At Harbour Key, May was a tough month, with two colleagues going down with Covid, and couple of others whose immediate family members became infected.  All have recovered and were not seriously ill but it impacted our work and work patterns.  On a positive note, Megan popped into the office to introduce the team to her new baby girl, Harper.
Like most clients, whether business or personal, we at Harbour Key are experiencing cost increases from our suppliers. As well as being a people driven business, which is the heart of our business, we are committed to investing in our people and paying our colleagues a fair wage. In addition, like all professional services firms, additional regulatory burden is being placed on the business, which results in additional time and third-party costs in looking after our clients.  We have therefore had to take the decision, to increase our fees. All clients will have been contacted about the increase personally, however if you missed the notification and need to discuss, please do not hesitate to contact the office.
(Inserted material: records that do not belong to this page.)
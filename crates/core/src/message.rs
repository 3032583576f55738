//! Message and ledger domain types.
//!
//! The [`Ledger`] is the ordered, append-only conversation history owned by a
//! single completion call. Besides plain messages it records every tool call
//! the model requested and the result that was fed back for it.

use serde::{Deserialize, Serialize};
use std::collections::HashSet;

use crate::error::LedgerError;

/// The role of a plain conversational message.
#[derive(Debug, Clone, Copy, PartialEq, Eq, Hash, Serialize, Deserialize)]
#[serde(rename_all = "lowercase")]
pub enum Role {
    /// System instructions (persona, enriched context)
    System,
    /// The end user
    User,
    /// The model
    Assistant,
}

impl Role {
    pub fn as_str(&self) -> &'static str {
        match self {
            Self::System => "system",
            Self::User => "user",
            Self::Assistant => "assistant",
        }
    }
}

impl std::fmt::Display for Role {
    fn fmt(&self, f: &mut std::fmt::Formatter<'_>) -> std::fmt::Result {
        f.write_str(self.as_str())
    }
}

/// An ordinary conversational turn.
#[derive(Debug, Clone, PartialEq, Eq, Serialize, Deserialize)]
pub struct Message {
    pub role: Role,
    pub content: String,
}

impl Message {
    pub fn new(role: Role, content: impl Into<String>) -> Self {
        Self {
            role,
            content: content.into(),
        }
    }

    pub fn system(content: impl Into<String>) -> Self {
        Self::new(Role::System, content)
    }

    pub fn user(content: impl Into<String>) -> Self {
        Self::new(Role::User, content)
    }

    pub fn assistant(content: impl Into<String>) -> Self {
        Self::new(Role::Assistant, content)
    }
}

/// A tool call requested by the model.
#[derive(Debug, Clone, PartialEq, Eq, Serialize, Deserialize)]
pub struct ToolCallRequest {
    /// Unique call ID (matches the provider's tool_call.id)
    pub call_id: String,

    /// Name of the function the model wants to call
    pub function_name: String,

    /// Raw JSON text of the arguments, exactly as the model produced it
    pub arguments: String,
}

/// Content of a tool call result: plain text or a list of text parts.
#[derive(Debug, Clone, PartialEq, Eq, Serialize, Deserialize)]
#[serde(untagged)]
pub enum ToolResultContent {
    Text(String),
    Parts(Vec<String>),
}

impl ToolResultContent {
    /// Flatten into a single string (parts joined by newlines).
    pub fn to_text(&self) -> String {
        match self {
            Self::Text(text) => text.clone(),
            Self::Parts(parts) => parts.join("\n"),
        }
    }
}

impl From<String> for ToolResultContent {
    fn from(s: String) -> Self {
        Self::Text(s)
    }
}

impl From<&str> for ToolResultContent {
    fn from(s: &str) -> Self {
        Self::Text(s.to_string())
    }
}

/// The outcome of executing a [`ToolCallRequest`].
#[derive(Debug, Clone, PartialEq, Eq, Serialize, Deserialize)]
pub struct ToolCallResult {
    pub call_id: String,
    pub content: ToolResultContent,
}

impl ToolCallResult {
    pub fn new(call_id: impl Into<String>, content: impl Into<ToolResultContent>) -> Self {
        Self {
            call_id: call_id.into(),
            content: content.into(),
        }
    }
}

/// One entry of the conversation ledger.
#[derive(Debug, Clone, PartialEq, Eq, Serialize, Deserialize)]
#[serde(tag = "type", rename_all = "snake_case")]
pub enum LedgerEntry {
    Message(Message),
    ToolCallRequest(ToolCallRequest),
    ToolCallResult(ToolCallResult),
}

impl LedgerEntry {
    pub fn as_message(&self) -> Option<&Message> {
        match self {
            Self::Message(m) => Some(m),
            _ => None,
        }
    }
}

/// Structural rules for a list of plain messages.
#[derive(Debug, Clone, Copy, PartialEq, Eq)]
pub struct MessageRules {
    /// Whether a single system message may lead the list.
    pub allow_leading_system: bool,
    /// Required role of the first non-system message.
    pub first_role: Role,
    /// Required role of the last message.
    pub last_role: Role,
}

impl MessageRules {
    /// Rules for messages coming from a caller: user first, strict
    /// alternation, ends on a user turn, no system messages.
    pub const INBOUND: Self = Self {
        allow_leading_system: false,
        first_role: Role::User,
        last_role: Role::User,
    };

    /// Rules for a seeded ledger: an optional leading system message, then
    /// the inbound rules.
    pub const SEEDED: Self = Self {
        allow_leading_system: true,
        first_role: Role::User,
        last_role: Role::User,
    };

    pub fn validate(&self, messages: &[Message]) -> Result<(), LedgerError> {
        let first = messages.first().ok_or(LedgerError::Empty)?;

        let skip = usize::from(self.allow_leading_system && first.role == Role::System);
        let mut prev: Option<Role> = None;

        for (index, msg) in messages.iter().enumerate().skip(skip) {
            if msg.role == Role::System {
                return Err(LedgerError::RoleNotAllowed {
                    role: msg.role.to_string(),
                    index,
                });
            }
            match prev {
                None if msg.role != self.first_role => {
                    return Err(LedgerError::InvalidFirstRole {
                        expected: self.first_role.to_string(),
                        actual: msg.role.to_string(),
                    });
                }
                Some(p) if p == msg.role => {
                    return Err(LedgerError::NotAlternating { index });
                }
                _ => {}
            }
            prev = Some(msg.role);
        }

        let last = prev.unwrap_or(first.role);
        if last != self.last_role {
            return Err(LedgerError::InvalidLastRole {
                expected: self.last_role.to_string(),
                actual: last.to_string(),
            });
        }
        Ok(())
    }
}

/// The ordered conversation history of one completion call.
///
/// Append-only. Tool call ids are unique across requests and every result
/// must answer a request that was appended before it.
#[derive(Debug, Clone, Default, Serialize)]
pub struct Ledger {
    entries: Vec<LedgerEntry>,
    #[serde(skip)]
    requested: HashSet<String>,
    #[serde(skip)]
    answered: HashSet<String>,
}

impl Ledger {
    /// Create an empty ledger.
    pub fn new() -> Self {
        Self::default()
    }

    /// Seed a ledger from plain messages, enforcing [`MessageRules::SEEDED`].
    pub fn seeded(messages: Vec<Message>) -> Result<Self, LedgerError> {
        MessageRules::SEEDED.validate(&messages)?;
        Ok(Self {
            entries: messages.into_iter().map(LedgerEntry::Message).collect(),
            ..Self::default()
        })
    }

    /// Rebuild a ledger from arbitrary entries, checking tool call pairing.
    pub fn from_entries(entries: Vec<LedgerEntry>) -> Result<Self, LedgerError> {
        let mut ledger = Self::new();
        for entry in entries {
            ledger.push(entry)?;
        }
        Ok(ledger)
    }

    /// Append any entry, checking tool call pairing.
    pub fn push(&mut self, entry: LedgerEntry) -> Result<(), LedgerError> {
        match entry {
            LedgerEntry::Message(m) => {
                self.push_message(m);
                Ok(())
            }
            LedgerEntry::ToolCallRequest(r) => self.push_tool_request(r),
            LedgerEntry::ToolCallResult(r) => self.push_tool_result(r),
        }
    }

    pub fn push_message(&mut self, message: Message) {
        self.entries.push(LedgerEntry::Message(message));
    }

    pub fn push_tool_request(&mut self, request: ToolCallRequest) -> Result<(), LedgerError> {
        if !self.requested.insert(request.call_id.clone()) {
            return Err(LedgerError::DuplicateCallId(request.call_id));
        }
        self.entries.push(LedgerEntry::ToolCallRequest(request));
        Ok(())
    }

    pub fn push_tool_result(&mut self, result: ToolCallResult) -> Result<(), LedgerError> {
        if !self.requested.contains(&result.call_id) {
            return Err(LedgerError::UnknownCallId(result.call_id));
        }
        if !self.answered.insert(result.call_id.clone()) {
            return Err(LedgerError::CallAlreadyAnswered(result.call_id));
        }
        self.entries.push(LedgerEntry::ToolCallResult(result));
        Ok(())
    }

    /// Whether a request with this call id has been recorded.
    pub fn has_call(&self, call_id: &str) -> bool {
        self.requested.contains(call_id)
    }

    pub fn entries(&self) -> &[LedgerEntry] {
        &self.entries
    }

    pub fn iter(&self) -> std::slice::Iter<'_, LedgerEntry> {
        self.entries.iter()
    }

    pub fn len(&self) -> usize {
        self.entries.len()
    }

    pub fn is_empty(&self) -> bool {
        self.entries.is_empty()
    }

    pub fn last(&self) -> Option<&LedgerEntry> {
        self.entries.last()
    }

    /// Plain messages only, in order.
    pub fn messages(&self) -> impl Iterator<Item = &Message> {
        self.entries.iter().filter_map(LedgerEntry::as_message)
    }

    pub fn into_entries(self) -> Vec<LedgerEntry> {
        self.entries
    }
}

impl<'a> IntoIterator for &'a Ledger {
    type Item = &'a LedgerEntry;
    type IntoIter = std::slice::Iter<'a, LedgerEntry>;

    fn into_iter(self) -> Self::IntoIter {
        self.entries.iter()
    }
}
The last few years has seen an increase in the number of clients investing and holding cryptoassets, and recent research has shown that this reflects a trend that has not showed any signs of slowing, despite the cryptocurrency market being significantly down on its all-time high.  However, it is clear that many do not understand the taxation of this asset type, HMRC first publishing their Cryptoasset Guidance Manual in March 2021.  HMRC understand the tax evasion risks with these assets, using their powers in 2019 requiring information from trading platforms about their users and transactions details, resulting in a nudge letter campaign in 2021. More information can be found on our blog HERE.

Whilst engagement in cryptocurrency trading is still growing, understanding of record keeping requirements and UK tax reporting obligations for this type of asset is not always understood.

Read our article on the taxation of cryptocurrency/assets 


We flagged last month that May and June are the main months for filing employer returns before the 6th July deadline, for employee benefits (form P11D), and employment related securities/option scheme reporting.  Employment related securities ("ERS”) being the one that catch most clients out, which tend to get picked up when the business sells, and the buyer’s advisors’ flag there has been ERS activity and a reporting failure.  HMRC will issue automatic fines for failure to file, as well as materially incorrect returns.  More details can be HERE. 


The Intellectual Property Office (IPO) has announced that the process of applying for a patent is set to change significantly over the next 12 months. The changes will start in September 2023 when the first new ‘One IPO’ service will launch a new patents search service. In addition, a new patents pilot will also start. This is expected to be followed in Spring 2024 with the launch of the new One IPO patents service for all patents customers. This will include a new digital patents applications service; a new customer accounts service and the first APIs will be made available – allowing providers of IP software to link their products directly to the IPO’s new systems.


HMRC is back on to chasing landlords!  Airbnb has been forced to share users' income details with HMRC, as part of targeted crackdown on holiday let owners who fail to declare income.  It is understood Airbnb has shared data on users' earnings dating back to 2017-18. The information will help HMRC identify who is making money from letting their properties without declaring it.  Airbnb operators who haven't disclosed their income are being encouraged to do so voluntarily through HMRC's Let Property Campaign, which would reduce the amount of any penalty.

The launch of a landlord database outlined in the Renters Reform Bill will also give HMRC unparalleled access to information to launch tax investigations.  The Renters (Reform) Bill introduced into Parliament last month, proposes a private rented sector database with details of landlords and their properties let under residential tenancies.  The Bill does not clearly set out that HMRC will get full access to all information submitted as part of the registration process, unlike for the equivalent provisions for the Register of Overseas Entities. However, it is reasonable to assume that the tax authority will make use of the publicly accessible data for compliance activities.  HMRC will combine any new data from the landlord database with information it can already access such as Land Registry records, the Register of Overseas Entities owning UK property and the data in HMRC’s own Connect database.


Last month, the Government announced plans to change the way non-compete restrictive covenants operate post-termination.  In short, they want to reduce an employer’s ability to protect their businesses.  A restrictive covenant is typically an obligation which prohibits employees from competing with their ex-employer. For example, a non-compete clause such as not working for the ex-employer’s main rivals for a period of 12 months after leaving the company.  The Government have announced they intend to reduce the current maximum period of 12 months to 3 months for non-compete restrictive covenants.   However, they have made it clear that employers will still be able to restrict competition during paid garden leave or notice periods.  Ex-employees will also still be restricted from dealing with clients (non-solicitation and non-dealing) for the maximum period of 12 months as the Government has no current plans to change these, together with confidentiality clauses. It may therefore be worth speaking with an employment solicitor regarding reviewing your contracts of employment, considering the proposed changes.


  • 05 July- Last day for agreeing the operation of a PAYE Settlement Agreement (PSA) for the previous tax year with HMRC.
  • 06 July - Deadline for submitting forms 42, Forms EMI 40 and other relevant forms to HMRC to report share-related benefits provided to employees in the previous tax year. Return can only be submitted via HMRC’s online system.
  • 06 July - Last day for giving any relevant employees their copy of form P11D for the previous tax year.